### Assignment
Among the records that follow, count the lines where "current" appears, and state the count by itself.

* * *

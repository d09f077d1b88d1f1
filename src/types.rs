//! Closed enums and parameter records shared across the pipeline.
//!
//! Every enum here is a closed set: extending [`ImageType`] means registering
//! a loader name in [`registry`](crate::registry) and a magic-byte rule in
//! [`sniff`](crate::sniff) together, not just adding a variant.

use image::ImageFormat;
use image::imageops::FilterType;
use serde::{Deserialize, Serialize};
use std::fmt;

/// Image formats this pipeline can name.
///
/// `Unknown` doubles as "unset" in [`ExportParams::format`], where it selects
/// the JPEG default.
#[derive(Debug, Clone, Copy, Default, PartialEq, Eq, Hash, Serialize, Deserialize)]
#[serde(rename_all = "lowercase")]
pub enum ImageType {
    #[default]
    Unknown,
    Jpeg,
    Png,
    Tiff,
    WebP,
}

impl ImageType {
    /// Every concrete format, in registry probe order.
    pub const ALL: [ImageType; 4] = [
        ImageType::Jpeg,
        ImageType::Png,
        ImageType::Tiff,
        ImageType::WebP,
    ];

    /// Canonical lowercase name, used in loader lookups and log lines.
    pub fn name(self) -> &'static str {
        match self {
            ImageType::Unknown => "unknown",
            ImageType::Jpeg => "jpeg",
            ImageType::Png => "png",
            ImageType::Tiff => "tiff",
            ImageType::WebP => "webp",
        }
    }

    /// The engine-side format selector. `None` for `Unknown`.
    pub(crate) fn engine_format(self) -> Option<ImageFormat> {
        match self {
            ImageType::Unknown => None,
            ImageType::Jpeg => Some(ImageFormat::Jpeg),
            ImageType::Png => Some(ImageFormat::Png),
            ImageType::Tiff => Some(ImageFormat::Tiff),
            ImageType::WebP => Some(ImageFormat::WebP),
        }
    }
}

impl fmt::Display for ImageType {
    fn fmt(&self, f: &mut fmt::Formatter<'_>) -> fmt::Result {
        f.write_str(self.name())
    }
}

/// Resampling algorithm used during scaling.
#[derive(Debug, Clone, Copy, Default, PartialEq, Eq, Serialize, Deserialize)]
#[serde(rename_all = "lowercase")]
pub enum Kernel {
    Nearest,
    Linear,
    Cubic,
    Lanczos2,
    #[default]
    Lanczos3,
}

impl Kernel {
    /// Engine filter for this kernel. The engine ships a single Lanczos
    /// (3-lobe), so `Lanczos2` resolves to it as the closest match.
    pub(crate) fn filter(self) -> FilterType {
        match self {
            Kernel::Nearest => FilterType::Nearest,
            Kernel::Linear => FilterType::Triangle,
            Kernel::Cubic => FilterType::CatmullRom,
            Kernel::Lanczos2 | Kernel::Lanczos3 => FilterType::Lanczos3,
        }
    }
}

/// Anchor position for existing content during a canvas extend.
#[derive(Debug, Clone, Copy, Default, PartialEq, Eq, Serialize, Deserialize)]
#[serde(rename_all = "snake_case")]
pub enum CompassDirection {
    #[default]
    Centre,
    North,
    East,
    South,
    West,
    NorthEast,
    SouthEast,
    SouthWest,
    NorthWest,
}

/// Fill policy for canvas area not covered by the anchored image.
#[derive(Debug, Clone, Copy, Default, PartialEq, Eq, Serialize, Deserialize)]
#[serde(rename_all = "lowercase")]
pub enum Extend {
    /// All-zero pixels (transparent black on alpha images).
    #[default]
    Black,
    /// Repeats the nearest edge pixel.
    Copy,
    /// Tiles the whole image.
    Repeat,
    /// Reflect-tiles the whole image.
    Mirror,
    /// White pixels.
    White,
    /// Solid color from the extend call's r/g/b arguments.
    Background,
}

/// Options for encoding a handle back to bytes.
///
/// `quality` and `compression` of 0 are "unset" sentinels, resolved to 90 and
/// 6 at save time — they are not valid values to request explicitly. Which
/// fields apply depends on the target format; see
/// [`save`](crate::ImageHandle::save).
#[derive(Debug, Clone, Default, PartialEq, Eq, Serialize, Deserialize)]
#[serde(default)]
pub struct ExportParams {
    pub format: ImageType,
    pub quality: u8,
    pub compression: u8,
    pub interlaced: bool,
    pub lossless: bool,
    pub strip_metadata: bool,
}

#[cfg(test)]
mod tests {
    use super::*;

    #[test]
    fn image_type_names_are_canonical() {
        assert_eq!(ImageType::Jpeg.name(), "jpeg");
        assert_eq!(ImageType::WebP.name(), "webp");
        assert_eq!(ImageType::Unknown.to_string(), "unknown");
    }

    #[test]
    fn all_covers_every_concrete_format() {
        assert_eq!(ImageType::ALL.len(), 4);
        assert!(!ImageType::ALL.contains(&ImageType::Unknown));
        for ty in ImageType::ALL {
            assert!(ty.engine_format().is_some());
        }
    }

    #[test]
    fn lanczos2_falls_back_to_lanczos3() {
        assert!(matches!(Kernel::Lanczos2.filter(), FilterType::Lanczos3));
        assert!(matches!(Kernel::Nearest.filter(), FilterType::Nearest));
    }

    #[test]
    fn export_params_default_is_all_unset() {
        let params = ExportParams::default();
        assert_eq!(params.format, ImageType::Unknown);
        assert_eq!(params.quality, 0);
        assert_eq!(params.compression, 0);
        assert!(!params.interlaced);
        assert!(!params.lossless);
        assert!(!params.strip_metadata);
    }

    #[test]
    fn export_params_deserialize_sparse() {
        let params: ExportParams =
            serde_json::from_str(r#"{"format": "webp", "lossless": true}"#).unwrap();
        assert_eq!(params.format, ImageType::WebP);
        assert!(params.lossless);
        assert_eq!(params.quality, 0);
    }
}
//! Encode a handle back to a byte buffer.
//!
//! ## Option applicability per format
//!
//! | Format | quality | compression | interlaced | lossless | strip_metadata |
//! |--------|---------|-------------|------------|----------|----------------|
//! | JPEG (default) | yes | — | accepted¹ | — | holds² |
//! | PNG | — | yes (class-mapped) | accepted¹ | — | holds² |
//! | TIFF | ignored | ignored | — | — | holds² |
//! | WebP | —³ | — | — | always | holds² |
//!
//! ¹ Accepted for contract compatibility; the bundled encoders emit
//!   non-interlaced output.
//! ² The bundled encoders write no metadata, so stripping holds by
//!   construction.
//! ³ The bundled WebP encoder is lossless-only; quality does not apply.
//!
//! Quality 0 and compression 0 are "unset" and resolve to 90 and 6. An
//! explicitly requested format missing from this build is rejected before
//! any encode work. Output buffers are plain `Vec<u8>` owned by the caller.

use crate::error::{Error, Result};
use crate::handle::ImageHandle;
use crate::registry;
use crate::types::{ExportParams, ImageType};
use image::codecs::jpeg::JpegEncoder;
use image::codecs::png::{CompressionType, FilterType as PngFilter, PngEncoder};
use image::DynamicImage;
use std::io::Cursor;

const DEFAULT_QUALITY: u8 = 90;
const DEFAULT_COMPRESSION: u8 = 6;

impl ImageHandle {
    /// Serialize the current image in the format `params` requests.
    ///
    /// An unset format (`Unknown`) selects JPEG. See the [module docs](self)
    /// for which options each format uses.
    pub fn save(&self, params: &ExportParams) -> Result<Vec<u8>> {
        let image = self.current()?;
        let params = apply_defaults(params);
        let format = resolve_format(params.format, registry::is_type_supported)?;

        match format {
            ImageType::Png => encode_png(image, &params),
            ImageType::Tiff => encode_tiff(image),
            ImageType::WebP => encode_webp(image),
            ImageType::Jpeg | ImageType::Unknown => encode_jpeg(image, &params),
        }
    }
}

/// Resolve the 0 = "unset" sentinels to their defaults.
fn apply_defaults(params: &ExportParams) -> ExportParams {
    let mut params = params.clone();
    if params.quality == 0 {
        params.quality = DEFAULT_QUALITY;
    }
    if params.compression == 0 {
        params.compression = DEFAULT_COMPRESSION;
    }
    params
}

/// Pick the target format: an explicit request must be supported by this
/// build; unset falls back to JPEG.
fn resolve_format(
    requested: ImageType,
    is_supported: impl Fn(ImageType) -> bool,
) -> Result<ImageType> {
    if requested != ImageType::Unknown && !is_supported(requested) {
        return Err(Error::UnsupportedFormat);
    }
    Ok(if requested == ImageType::Unknown {
        ImageType::Jpeg
    } else {
        requested
    })
}

fn encode_jpeg(image: &DynamicImage, params: &ExportParams) -> Result<Vec<u8>> {
    // JPEG has no alpha and the encoder is 8-bit; flatten unconditionally.
    let flat = DynamicImage::ImageRgb8(image.to_rgb8());
    let mut out = Cursor::new(Vec::new());
    let encoder = JpegEncoder::new_with_quality(&mut out, params.quality);
    flat.write_with_encoder(encoder)?;
    Ok(out.into_inner())
}

/// Map a 0-9 compression level onto the encoder's three effort classes.
fn compression_class(level: u8) -> CompressionType {
    match level {
        1..=3 => CompressionType::Fast,
        7..=9 => CompressionType::Best,
        _ => CompressionType::Default,
    }
}

fn encode_png(image: &DynamicImage, params: &ExportParams) -> Result<Vec<u8>> {
    let mut out = Cursor::new(Vec::new());
    let encoder = PngEncoder::new_with_quality(
        &mut out,
        compression_class(params.compression),
        PngFilter::Adaptive,
    );
    image.write_with_encoder(encoder)?;
    Ok(out.into_inner())
}

#[cfg(feature = "tiff")]
fn encode_tiff(image: &DynamicImage) -> Result<Vec<u8>> {
    let mut out = Cursor::new(Vec::new());
    let encoder = image::codecs::tiff::TiffEncoder::new(&mut out);
    image.write_with_encoder(encoder)?;
    Ok(out.into_inner())
}

#[cfg(not(feature = "tiff"))]
fn encode_tiff(_image: &DynamicImage) -> Result<Vec<u8>> {
    Err(Error::UnsupportedFormat)
}

#[cfg(feature = "webp")]
fn encode_webp(image: &DynamicImage) -> Result<Vec<u8>> {
    // The lossless encoder takes 8-bit RGB(A) only.
    let image = if image.color().has_alpha() {
        DynamicImage::ImageRgba8(image.to_rgba8())
    } else {
        DynamicImage::ImageRgb8(image.to_rgb8())
    };
    let mut out = Cursor::new(Vec::new());
    let encoder = image::codecs::webp::WebPEncoder::new_lossless(&mut out);
    image.write_with_encoder(encoder)?;
    Ok(out.into_inner())
}

#[cfg(not(feature = "webp"))]
fn encode_webp(_image: &DynamicImage) -> Result<Vec<u8>> {
    Err(Error::UnsupportedFormat)
}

* * *

### Answer for this exercise
2